Going line by line through the entries, count those containing "bridge" and state only the result.
################
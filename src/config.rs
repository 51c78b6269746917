//! Application configuration management.
//!
//! Configuration is read from a JSON file, either the path given as the
//! first CLI argument or `~/.config/alexa-bridge/config.json`. A missing
//! file yields the defaults, so the bridge runs with zero setup.
//!
//! Field names in the file are camelCase (`httpPort`, `proxyOwnIp`, ...).

use std::path::{Path, PathBuf};

use anyhow::{Context, Result};
use serde::{Deserialize, Serialize};

/// Application name used for config/state directory paths
const APP_NAME: &str = "alexa-bridge";

/// Config file name
const CONFIG_FILE: &str = "config.json";

/// Default port the REST facade listens on
const DEFAULT_HTTP_PORT: u16 = 3000;

/// Default port of the external login helper
const DEFAULT_PROXY_PORT: u16 = 3001;

#[derive(Debug, Clone, Serialize, Deserialize)]
#[serde(rename_all = "camelCase", default)]
pub struct Config {
    /// Port the REST facade listens on
    pub http_port: u16,
    /// Host where the external login helper runs
    pub proxy_own_ip: String,
    /// Port of the external login helper
    pub proxy_port: u16,
    /// Alexa API host
    pub alexa_service_host: String,
    /// Locale sent with commands and as Accept-Language
    pub locale: String,
    /// Overrides the directory holding the session files
    pub state_dir: Option<PathBuf>,
}

impl Default for Config {
    fn default() -> Self {
        Self {
            http_port: DEFAULT_HTTP_PORT,
            proxy_own_ip: "localhost".to_string(),
            proxy_port: DEFAULT_PROXY_PORT,
            alexa_service_host: "alexa.amazon.com".to_string(),
            locale: "en-US".to_string(),
            state_dir: None,
        }
    }
}

impl Config {
    /// Load configuration from an explicit path, or the default location.
    /// A missing file yields the defaults.
    pub fn load(path: Option<&Path>) -> Result<Self> {
        let path = match path {
            Some(p) => p.to_path_buf(),
            None => Self::config_path()?,
        };
        if path.exists() {
            let contents = std::fs::read_to_string(&path)
                .with_context(|| format!("Failed to read config file {}", path.display()))?;
            serde_json::from_str(&contents)
                .with_context(|| format!("Failed to parse config file {}", path.display()))
        } else {
            Ok(Self::default())
        }
    }

    fn config_path() -> Result<PathBuf> {
        let config_dir = dirs::config_dir()
            .ok_or_else(|| anyhow::anyhow!("Could not find config directory"))?;
        Ok(config_dir.join(APP_NAME).join(CONFIG_FILE))
    }

    /// Directory the session files live in
    pub fn state_dir(&self) -> Result<PathBuf> {
        if let Some(ref dir) = self.state_dir {
            return Ok(dir.clone());
        }
        let config_dir = dirs::config_dir()
            .ok_or_else(|| anyhow::anyhow!("Could not find config directory"))?;
        Ok(config_dir.join(APP_NAME))
    }

    /// Base URL of the Alexa API
    pub fn alexa_base_url(&self) -> String {
        format!("https://{}", self.alexa_service_host)
    }

    /// URL of the external login helper that performs the browser sign-in
    pub fn login_helper_url(&self) -> String {
        format!("http://{}:{}/", self.proxy_own_ip, self.proxy_port)
    }
}
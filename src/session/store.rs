use std::path::PathBuf;

use anyhow::{Context, Result};
use serde_json::Value;
use tracing::warn;

/// Session cookie file name in the state directory
const COOKIE_FILE: &str = "alexa-cookie.txt";

/// Device-management token file name in the state directory
const MAC_DMS_FILE: &str = "macDms.txt";

/// Persists the two opaque credential blobs as whole-file JSON.
///
/// Reads never fail: a missing file is silently `None`, any other I/O or
/// parse error is logged and also yields `None`. The state is re-derivable
/// through the login helper, so there is no atomic-write ceremony here.
pub struct SessionStore {
    state_dir: PathBuf,
}

impl SessionStore {
    pub fn new(state_dir: PathBuf) -> Result<Self> {
        std::fs::create_dir_all(&state_dir)
            .with_context(|| format!("Failed to create state directory {}", state_dir.display()))?;
        Ok(Self { state_dir })
    }

    fn file_path(&self, name: &str) -> PathBuf {
        self.state_dir.join(name)
    }

    fn read(&self, name: &str) -> Option<Value> {
        let path = self.file_path(name);
        let contents = match std::fs::read_to_string(&path) {
            Ok(contents) => contents,
            Err(e) if e.kind() == std::io::ErrorKind::NotFound => return None,
            Err(e) => {
                warn!(file = name, error = %e, "Failed to read session file");
                return None;
            }
        };
        match serde_json::from_str(&contents) {
            Ok(value) => Some(value),
            Err(e) => {
                warn!(file = name, error = %e, "Failed to parse session file");
                None
            }
        }
    }

    fn write(&self, name: &str, value: &Value) -> Result<()> {
        let path = self.file_path(name);
        let contents = serde_json::to_string_pretty(value)?;
        std::fs::write(&path, contents)
            .with_context(|| format!("Failed to write session file {}", name))?;
        Ok(())
    }

    pub fn load_cookie(&self) -> Option<Value> {
        self.read(COOKIE_FILE)
    }

    pub fn load_mac_dms(&self) -> Option<Value> {
        self.read(MAC_DMS_FILE)
    }

    pub fn save_cookie(&self, cookie: &Value) -> Result<()> {
        self.write(COOKIE_FILE, cookie)
    }

    pub fn save_mac_dms(&self, mac_dms: &Value) -> Result<()> {
        self.write(MAC_DMS_FILE, mac_dms)
    }

    pub fn has_cookie(&self) -> bool {
        self.file_path(COOKIE_FILE).exists()
    }

    /// Remove both session files. Missing files are not an error.
    pub fn clear(&self) -> Result<()> {
        for name in [COOKIE_FILE, MAC_DMS_FILE] {
            let path = self.file_path(name);
            match std::fs::remove_file(&path) {
                Ok(()) => {}
                Err(e) if e.kind() == std::io::ErrorKind::NotFound => {}
                Err(e) => {
                    return Err(e).with_context(|| format!("Failed to remove session file {}", name))
                }
            }
        }
        Ok(())
    }
}
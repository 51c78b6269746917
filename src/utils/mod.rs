//! Small shared helpers.

pub mod url;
################
Written reply: 3